Panorama verde: um paralelo entre a vegetação da cidade moderna e da contemporânea
MATHEUS MARAMALDO ANDRADE SILVA
Resumo:
O verde, configurado a partir de árvores, arbustos, forrações e demais estratos, tem um diálogo variado dentro da paisagem. Em uma perspectiva mais associada a sua essência stricto sensu, é captado pela lente dos observadores como parte da “mãe natureza”, onde o compêndio geográfico e as raízes rousseauneanas fatalmente nos enveredam para uma análise pastoril da vegetação, para a densidade das imensidões vegetadas ou os detalhamentos específicos da botânica, em que cada elemento fitofisiológico ou fitomorfológico é essencial.

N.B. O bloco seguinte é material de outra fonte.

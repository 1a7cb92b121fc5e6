//! A container widget that renders a soft drop shadow as its background.
//!
//! [`ShadowLayout`](widgets::ShadowLayout) reserves padding for the shadow on
//! every non-trimmed edge, renders a blurred silhouette of its rounded bounds
//! into a [`Bitmap`](renderer::bitmap::Bitmap) and stacks its children on top.
//! Frames are rasterized headlessly by [`App`].

pub mod attributes;
pub mod config;
pub mod error;
pub mod invalidation;
pub mod layout;
pub mod renderer;
pub mod widgets;

use std::path::Path;

use layout::Constraints;
use renderer::bitmap::Bitmap;
use renderer::Renderer;
use widgets::{Color, Widget};

pub use error::{AttributeError, RenderError};

pub mod prelude {
    pub use crate::attributes::{AttributeSet, Theme};
    pub use crate::config::{Edges, ShadowConfig};
    pub use crate::error::{AttributeError, RenderError};
    pub use crate::layout::{at_least, at_most, Constraints, Length, Size};
    pub use crate::renderer::bitmap::Bitmap;
    pub use crate::renderer::primitives::Shadow;
    pub use crate::renderer::{Background, LayerType, PaintContext, RenderMode};
    pub use crate::widgets::shadow_layout::{shadow_layout, ShadowLayout};
    pub use crate::widgets::sized_box::{sized_box, SizedBox};
    pub use crate::widgets::{Color, Padding, Rect, Widget};
    pub use crate::{App, AppConfig};
}

pub struct AppConfig {
    pub width: u32,
    pub height: u32,
    pub background_color: Color,
}

impl Default for AppConfig {
    fn default() -> Self {
        Self {
            width: 400,
            height: 300,
            background_color: Color::WHITE,
        }
    }
}

/// Lays out, paints and rasterizes a widget tree into a bitmap.
pub struct App {
    config: AppConfig,
    renderer: Renderer,
}

impl App {
    pub fn new() -> Self {
        Self::with_config(AppConfig::default())
    }

    pub fn with_config(config: AppConfig) -> Self {
        let renderer = Renderer::new(config.width, config.height);
        Self { config, renderer }
    }

    pub fn width(mut self, width: u32) -> Self {
        self.config.width = width;
        self.renderer.set_screen_size(self.config.width, self.config.height);
        self
    }

    pub fn height(mut self, height: u32) -> Self {
        self.config.height = height;
        self.renderer.set_screen_size(self.config.width, self.config.height);
        self
    }

    pub fn background_color(mut self, color: Color) -> Self {
        self.config.background_color = color;
        self
    }

    pub fn config(&self) -> &AppConfig {
        &self.config
    }

    /// Change the frame size. The next frame lays the tree out again.
    pub fn resize(&mut self, width: u32, height: u32) {
        if (width, height) != (self.config.width, self.config.height) {
            log::info!(
                "Resizing frame {}x{} -> {}x{}",
                self.config.width,
                self.config.height,
                width,
                height
            );
        }
        self.config.width = width;
        self.config.height = height;
        self.renderer.set_screen_size(width, height);
    }

    /// Lay out and paint `root` at the frame size and rasterize the result.
    ///
    /// A shadow that failed to render during layout fails the frame. The
    /// widget keeps its shadow dirty, so a later frame retries it.
    pub fn render_frame<W: Widget>(&mut self, root: &mut W) -> Result<Bitmap, RenderError> {
        let constraints = Constraints::new(
            0.0,
            0.0,
            self.config.width as f32,
            self.config.height as f32,
        );
        root.layout(constraints);
        root.set_origin(0.0, 0.0);
        if let Some(err) = root.take_render_error() {
            return Err(err);
        }

        let mut paint_ctx = self.renderer.create_paint_context();
        root.paint(&mut paint_ctx);
        root.clear_paint_flag();

        self.renderer.render(&paint_ctx, self.config.background_color)
    }

    /// Render a single frame of `root` and write it as a PNG.
    pub fn run<W: Widget>(mut self, mut root: W, path: impl AsRef<Path>) -> Result<(), RenderError> {
        // Embedders and tests may have installed a logger already
        let _ = env_logger::try_init();

        let path = path.as_ref();
        let frame = self.render_frame(&mut root)?;
        frame.save(path)?;
        log::info!(
            "Wrote {}x{} frame to {}",
            frame.width(),
            frame.height(),
            path.display()
        );
        Ok(())
    }
}

impl Default for App {
    fn default() -> Self {
        Self::new()
    }
}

Em um momento mais recente, a ciência tem nos alterado os simples contextos ligados ao olhar ou extremamente presos a especificidade da matéria, sendo a nossa noção acerca do verde um intenso bombardeio de imagens e falas associadas a proteção ambiental. Neste texto, em um pequeno resgate com tentativas de leituras, queremos ver se isso também se manifesta em visões anteriores num parâmetro comparativo com o agora, observando com maior interesse o verde da urbe sonhada e construída Moderna e o desenvolvimento vegetal da polis contemporânea, tomando como base o Plano Piloto de Brasília por que não, filho da dicotomia de crescer fadado a comparação recorrente entre o que é o seu núcleo duro e pouco mutável com o que já a faz parte da metrópole.
Palavras-chaves: Vegetação Urbana. Panorama. Moderno. Plano Piloto
Abstract:
The green, configured from trees, shrubs, herbs and other strata, has a varied dialogue within the landscape. In a perspective more associated with its stricto sensu essence, it is captured by the lens of observers as part of the "mother nature", where the geographical compendium and the rousseaunean roots fatally throw us for a pastoral analysis of vegetation, for the density of vegetated immensity or the specific details of botany, in which each phytophysiological or phytomorphological element is essential. At a more recent time, science has changed the simple contexts linked to the look or extremely stuck to the specificity of matter, and our notion of green is an intense bombardment of images and statements associated with environmental protection. In this text, in a small rescue with reading attempts, we want to see if this is also manifested in previous visions in a parameter compared to the now, observing with greater interest the green of the dreamed and built modern city and the plant development of contemporary polis, based on the Pilot Plan of Brasilia... why not, son of the dichotomy of growing doomed the recurring comparison between what is its hard and unchangeable core with what is already part of the metropolis.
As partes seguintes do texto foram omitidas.